THE SPELL 12
Time is the one thing that can’t be stopped. Like a sharp blade, it silently cuts through hard and soft, constantly advancing. Nothing is capable of jolting it even the slightest bit, but it changes everything.
The same year as the Mercury test, Chang Weisi retired. In his final media appearance, he frankly acknowledged that he himself had no confidence in victory, but this did not affect history’s high opinion of the work of the space force’s first commander. Working for so many years in a state of anxiety had damaged his health, and he died at the age of sixty-eight. The general was lucid on his deathbed and mentioned Zhang Beihai’s name many times.
After leaving her second term in office, Secretary General Say launched the Human Memorial Project, whose goal was the comprehensive collection of data and commemorative artifacts of human civilization that would ultimately be sent out into the cosmos on unmanned spacecraft. The project’s most influential component was called the Human Diary, a Web site that was set up to allow as many people as possible to record their lifetimes in the form of text and images from their everyday lives, to become part of the data of civilization. The Human Diary Web site eventually grew to have more than two billion users and formed the largest-ever body of information on the Internet. Later, the PDC, believing that the Human Memorial Project contributed to defeatism, passed a resolution stopping its further development, and even equated it with Escapism. But Say continued to pour her individual efforts into the project until she passed away at the age of eighty-four.
After retirement, Garanin and Kent made the same choice: to seclude themselves in that Garden of Eden in northern Europe where Luo Ji had lived for five years. They were never again seen by the outside world, and no one even knew the exact date they died. But one thing was certain: They lived a long time. Some said that the two of them reached the century mark before dying a natural death.
Just as Keiko Yamasuki had predicted, Wu Yue spent the remainder of his life in depression and confusion. He worked for more than a decade on the Human Memorial Project but was unable to find any solace in it, and he passed away in loneliness at the age of seventy-seven. Like Chang Weisi, Wu Yue had Zhang Beihai’s name on his lips in his final moments. They pinned their shared hopes for the future on the stalwart warrior now hibernating through time.
Dr. Albert Ringier and General Fitzroy both lived into their eighties and saw the completion of the hundred-meter Hubble III Space Telescope, which they used to look at the planet Trisolaris. But they never again saw the Trisolaran Fleet or the probes now flying ahead of it. They did not live long enough for them to cross the third patch of snow.

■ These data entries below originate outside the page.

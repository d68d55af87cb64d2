pub mod reports_model;
pub mod reports_service;
pub mod reports_traits;

pub use reports_model::{CategoryBreakdown, Report, ReportRequest};
pub use reports_service::ReportService;
pub use reports_traits::{ReportServiceTrait, ReportsApi};
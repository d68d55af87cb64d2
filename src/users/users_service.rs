use crate::auth::token_store::SessionHandle;
use crate::errors::{Error, Result};
use crate::events::{EventBus, StoreEvent};
use crate::users::users_model::User;
use crate::users::users_traits::{UserRepositoryTrait, UserServiceTrait, UsersApi};
use async_trait::async_trait;
use log::{error, warn};
use std::sync::Arc;

pub struct UserService {
    api: Arc<dyn UsersApi>,
    repository: Arc<dyn UserRepositoryTrait>,
    session: SessionHandle,
    events: EventBus,
}

impl UserService {
    pub fn new(
        api: Arc<dyn UsersApi>,
        repository: Arc<dyn UserRepositoryTrait>,
        session: SessionHandle,
        events: EventBus,
    ) -> Self {
        UserService {
            api,
            repository,
            session,
            events,
        }
    }
}

#[async_trait]
impl UserServiceTrait for UserService {
    async fn get_current_user(&self) -> Result<User> {
        match self.api.fetch_current_user().await {
            Ok(user) => {
                let cached = self.repository.upsert_user(user).await?;
                self.events.publish(StoreEvent::UsersChanged);
                Ok(cached)
            }
            Err(e) if e.is_network() => {
                warn!("Fetching current user failed, using cache: {}", e);
                let user_id = self
                    .session
                    .user_id()
                    .ok_or_else(|| Error::NotFound("current user".to_string()))?;
                self.repository
                    .get_user_by_id(&user_id)?
                    .ok_or_else(|| Error::NotFound("current user".to_string()))
            }
            Err(e) => {
                error!("Failed to fetch current user: {}", e);
                Err(e)
            }
        }
    }

    async fn update_current_user(&self, user: User) -> Result<User> {
        let updated = self.api.update_current_user(&user).await?;
        let cached = self.repository.upsert_user(updated).await?;
        self.events.publish(StoreEvent::UsersChanged);
        Ok(cached)
    }
}
use crate::errors::Result;
use crate::reports::reports_model::{Report, ReportRequest};
use async_trait::async_trait;

#[async_trait]
pub trait ReportsApi: Send + Sync {
    async fn fetch_reports(&self) -> Result<Vec<Report>>;
    async fn fetch_report(&self, id: &str) -> Result<Report>;
    async fn generate_report(&self, request: &ReportRequest) -> Result<Report>;
}

#[async_trait]
pub trait ReportServiceTrait: Send + Sync {
    async fn get_reports(&self) -> Result<Vec<Report>>;
    async fn get_report(&self, id: &str) -> Result<Report>;
    async fn generate_report(&self, month: i32, year: i32) -> Result<Report>;
}
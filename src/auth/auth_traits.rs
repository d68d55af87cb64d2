use crate::auth::auth_model::{AuthResponse, LoginRequest, RegisterRequest, Session};
use crate::errors::Result;
use async_trait::async_trait;

/// Remote endpoints for account login and registration.
#[async_trait]
pub trait AuthApi: Send + Sync {
    async fn login(&self, request: &LoginRequest) -> Result<AuthResponse>;
    async fn register(&self, request: &RegisterRequest) -> Result<AuthResponse>;
}

/// Trait for auth service operations
#[async_trait]
pub trait AuthServiceTrait: Send + Sync {
    async fn login(&self, request: LoginRequest) -> Result<AuthResponse>;
    async fn register(&self, request: RegisterRequest) -> Result<AuthResponse>;
    async fn logout(&self) -> Result<()>;
    fn current_session(&self) -> Session;
    fn observe_session(&self) -> tokio::sync::broadcast::Receiver<crate::events::StoreEvent>;
}
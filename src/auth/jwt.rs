use base64::engine::general_purpose::URL_SAFE_NO_PAD;
use base64::Engine;
use log::error;
use serde_json::Value;

/// Decode the payload segment of a JWT without verifying the signature.
///
/// The token is only used to derive the user id the server embedded in it;
/// verification is the server's job.
fn decode_payload(token: &str) -> Option<Value> {
    // JWT format: header.payload.signature
    let parts: Vec<&str> = token.split('.').collect();
    if parts.len() != 3 {
        return None;
    }

    let payload = parts[1].trim_end_matches('=');
    let decoded = match URL_SAFE_NO_PAD.decode(payload) {
        Ok(bytes) => bytes,
        Err(e) => {
            error!("Error decoding JWT payload: {}", e);
            return None;
        }
    };

    match serde_json::from_slice::<Value>(&decoded) {
        Ok(json) => Some(json),
        Err(e) => {
            error!("Error parsing JWT payload: {}", e);
            None
        }
    }
}

fn claim(json: &Value, keys: &[&str]) -> Option<String> {
    keys.iter()
        .find_map(|k| json.get(k).and_then(Value::as_str))
        .map(str::to_string)
}

/// Extract the user id claim from a bearer token.
pub fn user_id_from_token(token: &str) -> Option<String> {
    let json = decode_payload(token)?;
    // "nameid" is what ASP.NET Identity emits; the rest are common variants.
    claim(&json, &["sub", "userId", "id", "nameid"])
}

/// Extract the email claim from a bearer token.
pub fn email_from_token(token: &str) -> Option<String> {
    let json = decode_payload(token)?;
    claim(&json, &["email", "unique_name"])
}

#[cfg(test)]
mod tests {
    use super::*;

    fn make_token(payload: &str) -> String {
        let header = URL_SAFE_NO_PAD.encode(r#"{"alg":"HS256","typ":"JWT"}"#);
        let body = URL_SAFE_NO_PAD.encode(payload);
        format!("{}.{}.signature", header, body)
    }

    #[test]
    fn extracts_sub_claim_as_user_id() {
        let token = make_token(r#"{"sub":"user-42","email":"a@b.c"}"#);
        assert_eq!(user_id_from_token(&token), Some("user-42".to_string()));
        assert_eq!(email_from_token(&token), Some("a@b.c".to_string()));
    }

    #[test]
    fn falls_back_to_nameid_claim() {
        let token = make_token(r#"{"nameid":"u7","unique_name":"x@y.z"}"#);
        assert_eq!(user_id_from_token(&token), Some("u7".to_string()));
        assert_eq!(email_from_token(&token), Some("x@y.z".to_string()));
    }

    #[test]
    fn malformed_token_yields_none() {
        assert_eq!(user_id_from_token("not-a-jwt"), None);
        assert_eq!(user_id_from_token("a.b"), None);
        assert_eq!(user_id_from_token("a.%%%.c"), None);
    }
}
pub mod transactions_model;
pub mod transactions_repository;
pub mod transactions_service;
pub mod transactions_traits;

pub use transactions_model::{MonthlySummary, Transaction, TransactionRequest};
pub use transactions_repository::TransactionRepository;
pub use transactions_service::TransactionService;
pub use transactions_traits::{
    TransactionRepositoryTrait, TransactionServiceTrait, TransactionsApi,
};
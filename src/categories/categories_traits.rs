use crate::categories::categories_model::{Category, CategoryRequest};
use crate::errors::Result;
use async_trait::async_trait;

/// Remote endpoints for categories.
#[async_trait]
pub trait CategoriesApi: Send + Sync {
    async fn fetch_categories(&self) -> Result<Vec<Category>>;
    async fn fetch_category(&self, id: &str) -> Result<Category>;
    async fn create_category(&self, request: &CategoryRequest) -> Result<Category>;
    async fn update_category(&self, id: &str, request: &CategoryRequest) -> Result<Category>;
    async fn delete_category(&self, id: &str) -> Result<()>;
}

/// Trait for category repository operations (local cache)
#[async_trait]
pub trait CategoryRepositoryTrait: Send + Sync {
    fn get_all_categories(&self) -> Result<Vec<Category>>;
    fn get_category_by_id(&self, id: &str) -> Result<Option<Category>>;
    fn get_categories_by_kind(&self, kind: &str) -> Result<Vec<Category>>;
    async fn upsert_category(&self, category: Category) -> Result<Category>;
    async fn upsert_categories(&self, categories: Vec<Category>) -> Result<usize>;
    async fn delete_category(&self, id: &str) -> Result<usize>;
}

/// Trait for category service operations
#[async_trait]
pub trait CategoryServiceTrait: Send + Sync {
    async fn get_categories(&self) -> Result<Vec<Category>>;
    async fn get_category(&self, id: &str) -> Result<Category>;
    async fn create_category(&self, name: String, kind: String) -> Result<Category>;
    async fn update_category(&self, id: &str, name: String, kind: String) -> Result<Category>;
    async fn delete_category(&self, id: &str) -> Result<()>;
    fn observe_categories(&self) -> tokio::sync::broadcast::Receiver<crate::events::StoreEvent>;
}
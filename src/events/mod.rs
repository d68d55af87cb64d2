use tokio::sync::broadcast;

/// Change notification emitted after a successful local-store write.
///
/// Observers re-read the store when they receive an event for the table they
/// care about; the event itself carries no row data.
#[derive(Clone, Debug, PartialEq, Eq)]
pub enum StoreEvent {
    GoalsChanged,
    ContributionsChanged { goal_id: String },
    BudgetsChanged,
    CategoriesChanged,
    TransactionsChanged,
    UsersChanged,
    SessionChanged,
}

/// Lightweight broadcast bus that fans out store-change events to observers.
#[derive(Clone)]
pub struct EventBus {
    sender: broadcast::Sender<StoreEvent>,
}

impl EventBus {
    pub fn new(capacity: usize) -> Self {
        let (sender, _receiver) = broadcast::channel(capacity);
        Self { sender }
    }

    pub fn subscribe(&self) -> broadcast::Receiver<StoreEvent> {
        self.sender.subscribe()
    }

    pub fn publish(&self, event: StoreEvent) {
        // Lagging listeners are ignored to avoid blocking producers.
        let _ = self.sender.send(event);
    }
}

impl Default for EventBus {
    fn default() -> Self {
        Self::new(64)
    }
}

#[cfg(test)]
mod tests {
    use super::*;

    #[tokio::test]
    async fn subscribers_receive_published_events() {
        let bus = EventBus::new(8);
        let mut rx = bus.subscribe();

        bus.publish(StoreEvent::GoalsChanged);
        bus.publish(StoreEvent::ContributionsChanged {
            goal_id: "g1".to_string(),
        });

        assert_eq!(rx.recv().await.unwrap(), StoreEvent::GoalsChanged);
        assert_eq!(
            rx.recv().await.unwrap(),
            StoreEvent::ContributionsChanged {
                goal_id: "g1".to_string()
            }
        );
    }

    #[test]
    fn publish_without_subscribers_is_a_no_op() {
        let bus = EventBus::new(8);
        bus.publish(StoreEvent::BudgetsChanged);
    }
}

The lives of ordinary people continued and ended as well. Out of the three old Beijing neighbors, Miao Fuquan was the first to depart, passing away at the age of seventy-five. He really did have his son bury him two hundred meters down an abandoned mine, and his son obeyed his last wishes to blow up the mine wall and erect a tombstone to remember him. According to his father’s will, the last generation before the Doomsday Battle was supposed to clear out the tombstone, and if humanity won, then it could be restored to its original location. But, in fact, less than half a century after his death, the area over the mine shaft became a desert. The tombstone disappeared, the mine’s location was lost, and the Miao family’s descendants couldn’t be bothered to look for it.
Zhang Yuanchao died of illness like an ordinary person at the age of eighty, and, like an ordinary person, he
was cremated. His ashes were laid in an ordinary rectangular slot on a long rack in a public cemetery.
Yang Jinwen lived till ninety-two, and the alloy vessel containing his remains headed out of the Solar System and into the vast cosmos at the third cosmic velocity. This consumed all of his savings.
But Ding Yi lived on. After the breakthrough in controlled fusion technology, he turned his attention to theoretical physics, looking for ways to escape sophon interference in high-energy particle physics experiments. He had no success. When he reached his seventies, he had, like other physicists, abandoned all hope of the possibility of a breakthrough. He entered hibernation and planned to wake at the Doomsday Battle. His sole desire was to be able to see with his own eyes the superior technology of Trisolaris.
In the century following the start of the Trisolar Crisis, everyone who had lived through the Golden Age passed away. It was an era that was constantly recalled, and the old folks who had lived through those grand times chewed over their memories of it like ruminants, savoring the flavors. They always closed with one line: “Ah, if only we knew how to cherish things back then.” Young people would listen to their stories with a mixture of envy and skepticism. That fabled peace, prosperity, and happiness, that ideal utopia free from care: Did it ever really exist?
As the elderly passed away, the departed Golden Shore vanished into the smoke of history. The ship of human civilization floated alone in the vast ocean, surrounded on all sides by endless, sinister waves, and no one knew if there even was an opposite shore.